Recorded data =
=== Section Start ===

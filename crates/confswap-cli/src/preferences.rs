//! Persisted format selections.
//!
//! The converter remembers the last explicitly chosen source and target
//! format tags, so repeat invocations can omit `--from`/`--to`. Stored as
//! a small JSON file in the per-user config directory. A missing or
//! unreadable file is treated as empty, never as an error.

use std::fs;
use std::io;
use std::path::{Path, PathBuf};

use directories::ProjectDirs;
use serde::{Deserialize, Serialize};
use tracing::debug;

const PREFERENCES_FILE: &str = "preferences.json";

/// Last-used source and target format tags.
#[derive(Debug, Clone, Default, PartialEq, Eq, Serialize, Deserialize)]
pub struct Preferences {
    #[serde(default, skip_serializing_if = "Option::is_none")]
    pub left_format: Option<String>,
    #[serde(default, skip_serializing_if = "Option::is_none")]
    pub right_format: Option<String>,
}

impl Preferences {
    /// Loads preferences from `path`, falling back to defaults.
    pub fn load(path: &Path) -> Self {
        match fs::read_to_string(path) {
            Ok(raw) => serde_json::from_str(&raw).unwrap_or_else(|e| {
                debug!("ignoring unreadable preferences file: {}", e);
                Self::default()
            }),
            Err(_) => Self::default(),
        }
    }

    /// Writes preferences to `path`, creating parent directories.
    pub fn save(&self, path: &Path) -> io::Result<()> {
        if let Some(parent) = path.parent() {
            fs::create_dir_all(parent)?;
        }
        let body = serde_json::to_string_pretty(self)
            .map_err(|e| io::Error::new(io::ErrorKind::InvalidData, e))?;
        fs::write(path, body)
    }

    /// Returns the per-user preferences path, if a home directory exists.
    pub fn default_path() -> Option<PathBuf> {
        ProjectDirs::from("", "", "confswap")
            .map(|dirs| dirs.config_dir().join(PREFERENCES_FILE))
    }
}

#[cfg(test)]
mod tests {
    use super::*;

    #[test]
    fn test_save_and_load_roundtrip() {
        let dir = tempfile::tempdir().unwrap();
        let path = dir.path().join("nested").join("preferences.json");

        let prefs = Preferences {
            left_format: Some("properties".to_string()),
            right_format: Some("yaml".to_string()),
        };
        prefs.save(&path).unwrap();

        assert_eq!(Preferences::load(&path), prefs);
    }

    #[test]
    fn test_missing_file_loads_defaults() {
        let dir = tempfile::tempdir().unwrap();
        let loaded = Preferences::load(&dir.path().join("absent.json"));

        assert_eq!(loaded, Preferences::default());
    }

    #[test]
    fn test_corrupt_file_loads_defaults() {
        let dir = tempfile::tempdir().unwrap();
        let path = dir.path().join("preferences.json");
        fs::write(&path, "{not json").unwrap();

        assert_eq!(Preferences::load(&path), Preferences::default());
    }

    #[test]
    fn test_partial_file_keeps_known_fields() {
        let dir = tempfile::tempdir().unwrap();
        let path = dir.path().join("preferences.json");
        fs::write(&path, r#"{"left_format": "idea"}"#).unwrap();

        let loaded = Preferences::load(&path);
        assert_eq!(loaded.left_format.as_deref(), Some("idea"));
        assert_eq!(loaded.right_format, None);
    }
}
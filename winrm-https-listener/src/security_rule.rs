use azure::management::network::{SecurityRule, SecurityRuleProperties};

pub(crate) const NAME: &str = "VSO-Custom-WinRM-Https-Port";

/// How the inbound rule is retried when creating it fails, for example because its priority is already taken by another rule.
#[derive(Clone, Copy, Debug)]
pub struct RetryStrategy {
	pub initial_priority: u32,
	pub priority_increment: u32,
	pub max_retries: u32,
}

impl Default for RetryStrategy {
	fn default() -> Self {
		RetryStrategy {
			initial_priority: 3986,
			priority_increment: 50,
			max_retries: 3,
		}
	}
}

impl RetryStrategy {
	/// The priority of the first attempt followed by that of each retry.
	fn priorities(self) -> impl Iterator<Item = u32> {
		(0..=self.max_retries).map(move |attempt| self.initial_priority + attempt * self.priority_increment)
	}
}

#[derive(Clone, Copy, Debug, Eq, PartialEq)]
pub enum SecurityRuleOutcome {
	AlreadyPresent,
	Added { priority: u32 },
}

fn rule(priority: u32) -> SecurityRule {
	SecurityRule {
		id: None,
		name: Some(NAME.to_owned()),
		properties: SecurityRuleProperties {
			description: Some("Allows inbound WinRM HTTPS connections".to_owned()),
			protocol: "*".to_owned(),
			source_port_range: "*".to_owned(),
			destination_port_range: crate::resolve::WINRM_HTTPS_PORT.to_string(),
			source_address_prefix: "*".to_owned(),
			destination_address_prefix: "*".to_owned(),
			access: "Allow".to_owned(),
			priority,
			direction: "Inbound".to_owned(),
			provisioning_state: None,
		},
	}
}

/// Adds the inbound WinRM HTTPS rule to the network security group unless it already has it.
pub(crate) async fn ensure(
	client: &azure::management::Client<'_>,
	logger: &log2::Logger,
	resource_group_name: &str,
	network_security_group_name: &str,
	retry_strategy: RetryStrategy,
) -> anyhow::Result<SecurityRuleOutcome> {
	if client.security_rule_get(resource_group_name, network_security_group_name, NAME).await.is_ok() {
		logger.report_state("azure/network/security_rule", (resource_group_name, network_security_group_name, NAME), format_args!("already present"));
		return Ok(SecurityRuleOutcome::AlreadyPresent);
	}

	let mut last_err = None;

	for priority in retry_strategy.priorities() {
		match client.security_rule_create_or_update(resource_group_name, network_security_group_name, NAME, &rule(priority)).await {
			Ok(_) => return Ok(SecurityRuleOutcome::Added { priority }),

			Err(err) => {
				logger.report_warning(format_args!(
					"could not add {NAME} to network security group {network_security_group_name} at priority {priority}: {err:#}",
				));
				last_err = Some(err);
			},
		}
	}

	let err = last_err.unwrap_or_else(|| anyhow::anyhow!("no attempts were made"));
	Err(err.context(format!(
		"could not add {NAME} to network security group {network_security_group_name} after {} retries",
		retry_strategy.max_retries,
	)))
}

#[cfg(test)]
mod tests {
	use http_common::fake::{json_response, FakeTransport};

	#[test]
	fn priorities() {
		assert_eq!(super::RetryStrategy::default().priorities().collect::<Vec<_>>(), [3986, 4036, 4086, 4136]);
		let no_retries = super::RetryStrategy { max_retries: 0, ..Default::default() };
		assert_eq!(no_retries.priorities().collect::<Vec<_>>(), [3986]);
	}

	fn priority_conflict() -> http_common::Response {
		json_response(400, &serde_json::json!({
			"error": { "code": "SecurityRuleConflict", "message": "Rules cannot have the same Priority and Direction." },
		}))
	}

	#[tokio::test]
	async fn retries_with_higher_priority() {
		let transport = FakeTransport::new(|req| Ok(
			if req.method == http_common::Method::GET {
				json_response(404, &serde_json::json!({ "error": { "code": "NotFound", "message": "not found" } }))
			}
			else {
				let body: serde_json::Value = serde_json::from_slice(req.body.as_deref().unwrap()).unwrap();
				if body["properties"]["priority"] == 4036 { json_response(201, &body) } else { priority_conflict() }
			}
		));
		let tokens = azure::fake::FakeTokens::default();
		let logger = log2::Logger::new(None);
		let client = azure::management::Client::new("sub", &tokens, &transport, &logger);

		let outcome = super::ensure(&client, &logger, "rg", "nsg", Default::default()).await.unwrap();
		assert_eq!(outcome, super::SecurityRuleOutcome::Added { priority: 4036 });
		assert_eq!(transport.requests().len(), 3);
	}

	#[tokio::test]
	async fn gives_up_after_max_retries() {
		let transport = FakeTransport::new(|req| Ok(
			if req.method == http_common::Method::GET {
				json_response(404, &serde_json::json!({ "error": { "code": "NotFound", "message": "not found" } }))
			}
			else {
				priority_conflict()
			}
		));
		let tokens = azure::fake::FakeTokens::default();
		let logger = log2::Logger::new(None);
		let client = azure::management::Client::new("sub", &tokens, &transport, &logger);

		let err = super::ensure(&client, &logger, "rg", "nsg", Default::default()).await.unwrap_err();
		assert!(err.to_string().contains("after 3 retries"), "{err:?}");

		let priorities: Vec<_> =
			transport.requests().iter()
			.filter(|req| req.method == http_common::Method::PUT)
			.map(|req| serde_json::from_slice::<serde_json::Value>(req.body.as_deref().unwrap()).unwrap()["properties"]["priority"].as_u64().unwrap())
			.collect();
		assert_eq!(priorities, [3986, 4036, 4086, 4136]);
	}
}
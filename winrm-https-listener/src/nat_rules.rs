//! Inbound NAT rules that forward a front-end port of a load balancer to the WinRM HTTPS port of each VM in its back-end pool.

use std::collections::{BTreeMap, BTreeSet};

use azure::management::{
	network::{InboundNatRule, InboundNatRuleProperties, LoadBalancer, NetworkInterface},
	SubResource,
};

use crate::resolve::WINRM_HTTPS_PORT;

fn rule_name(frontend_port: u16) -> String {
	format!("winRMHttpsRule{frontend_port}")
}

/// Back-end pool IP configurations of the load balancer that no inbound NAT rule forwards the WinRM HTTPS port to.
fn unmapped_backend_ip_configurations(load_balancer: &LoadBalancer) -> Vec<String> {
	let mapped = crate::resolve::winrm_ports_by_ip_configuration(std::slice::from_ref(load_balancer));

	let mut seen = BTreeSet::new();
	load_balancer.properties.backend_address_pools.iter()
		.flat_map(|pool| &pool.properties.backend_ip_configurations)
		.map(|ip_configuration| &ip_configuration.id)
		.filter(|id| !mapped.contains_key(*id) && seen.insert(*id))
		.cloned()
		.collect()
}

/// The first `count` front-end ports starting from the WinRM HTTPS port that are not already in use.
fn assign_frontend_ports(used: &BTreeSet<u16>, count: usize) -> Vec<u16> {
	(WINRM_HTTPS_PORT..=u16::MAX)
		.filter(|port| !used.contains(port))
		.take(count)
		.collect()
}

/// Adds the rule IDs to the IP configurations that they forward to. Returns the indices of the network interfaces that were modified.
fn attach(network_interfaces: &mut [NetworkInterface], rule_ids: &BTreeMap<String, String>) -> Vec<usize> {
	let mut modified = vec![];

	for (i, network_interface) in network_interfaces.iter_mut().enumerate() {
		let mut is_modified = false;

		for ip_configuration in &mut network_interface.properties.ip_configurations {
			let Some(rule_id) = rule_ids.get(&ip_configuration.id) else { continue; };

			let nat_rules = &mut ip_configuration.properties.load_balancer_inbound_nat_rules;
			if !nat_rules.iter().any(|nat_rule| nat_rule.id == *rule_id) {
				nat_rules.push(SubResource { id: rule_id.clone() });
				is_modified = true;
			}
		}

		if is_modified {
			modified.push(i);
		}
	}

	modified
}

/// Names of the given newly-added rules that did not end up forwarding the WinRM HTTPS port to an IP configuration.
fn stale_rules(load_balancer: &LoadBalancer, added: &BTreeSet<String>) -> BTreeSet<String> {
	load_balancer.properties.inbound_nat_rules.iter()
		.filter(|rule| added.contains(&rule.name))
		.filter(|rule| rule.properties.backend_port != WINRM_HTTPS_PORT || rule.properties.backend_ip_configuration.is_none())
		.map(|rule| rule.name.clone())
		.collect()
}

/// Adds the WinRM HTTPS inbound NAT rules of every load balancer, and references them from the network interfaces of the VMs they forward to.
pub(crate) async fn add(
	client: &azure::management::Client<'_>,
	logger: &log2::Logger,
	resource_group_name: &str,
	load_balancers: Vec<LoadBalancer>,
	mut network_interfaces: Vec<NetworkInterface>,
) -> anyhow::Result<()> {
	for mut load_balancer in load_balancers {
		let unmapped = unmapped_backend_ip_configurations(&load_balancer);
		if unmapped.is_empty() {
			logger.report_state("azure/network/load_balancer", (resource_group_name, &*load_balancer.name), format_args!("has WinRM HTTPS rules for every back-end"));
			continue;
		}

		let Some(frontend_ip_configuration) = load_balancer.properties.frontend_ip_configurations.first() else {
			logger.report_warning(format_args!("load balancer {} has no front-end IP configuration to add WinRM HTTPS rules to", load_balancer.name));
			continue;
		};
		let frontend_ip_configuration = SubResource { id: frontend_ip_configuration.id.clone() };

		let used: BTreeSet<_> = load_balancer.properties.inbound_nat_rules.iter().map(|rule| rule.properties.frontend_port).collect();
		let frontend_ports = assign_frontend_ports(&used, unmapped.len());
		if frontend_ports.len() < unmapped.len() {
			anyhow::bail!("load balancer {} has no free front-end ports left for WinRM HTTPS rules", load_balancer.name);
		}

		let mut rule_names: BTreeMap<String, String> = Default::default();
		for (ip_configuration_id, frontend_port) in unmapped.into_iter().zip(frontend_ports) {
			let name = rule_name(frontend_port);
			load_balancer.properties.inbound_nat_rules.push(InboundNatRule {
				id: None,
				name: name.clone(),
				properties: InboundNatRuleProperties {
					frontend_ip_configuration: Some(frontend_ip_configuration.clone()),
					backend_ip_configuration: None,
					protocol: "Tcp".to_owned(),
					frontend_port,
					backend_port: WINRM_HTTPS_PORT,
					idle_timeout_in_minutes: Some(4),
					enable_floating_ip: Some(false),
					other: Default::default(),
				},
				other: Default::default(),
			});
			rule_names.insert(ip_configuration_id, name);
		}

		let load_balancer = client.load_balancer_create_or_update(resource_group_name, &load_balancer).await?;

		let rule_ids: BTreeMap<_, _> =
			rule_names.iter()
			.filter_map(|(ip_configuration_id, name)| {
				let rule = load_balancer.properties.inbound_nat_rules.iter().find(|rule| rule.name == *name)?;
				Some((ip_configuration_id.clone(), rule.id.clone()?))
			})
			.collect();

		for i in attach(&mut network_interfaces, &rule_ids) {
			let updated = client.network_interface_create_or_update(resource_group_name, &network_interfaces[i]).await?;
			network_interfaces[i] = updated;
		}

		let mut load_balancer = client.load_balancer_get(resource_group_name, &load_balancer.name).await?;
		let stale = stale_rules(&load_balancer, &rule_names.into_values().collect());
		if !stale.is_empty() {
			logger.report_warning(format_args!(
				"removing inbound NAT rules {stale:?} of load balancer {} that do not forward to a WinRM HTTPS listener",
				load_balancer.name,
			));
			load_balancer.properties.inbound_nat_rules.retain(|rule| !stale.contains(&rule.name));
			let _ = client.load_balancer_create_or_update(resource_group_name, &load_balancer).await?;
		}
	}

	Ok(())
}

=== Section End ===

Your goal =
Repeat, exactly as they stand above, the lines from the line with "let rule_ids: BTreeMap<_, _>" to the line with "for i in attach(&mut", both lines included.

Answer for this exercise =
		let rule_ids: BTreeMap<_, _> =
			rule_names.iter()
			.filter_map(|(ip_configuration_id, name)| {
				let rule = load_balancer.properties.inbound_nat_rules.iter().find(|rule| rule.name == *name)?;
				Some((ip_configuration_id.clone(), rule.id.clone()?))
			})
			.collect();

		for i in attach(&mut network_interfaces, &rule_ids) {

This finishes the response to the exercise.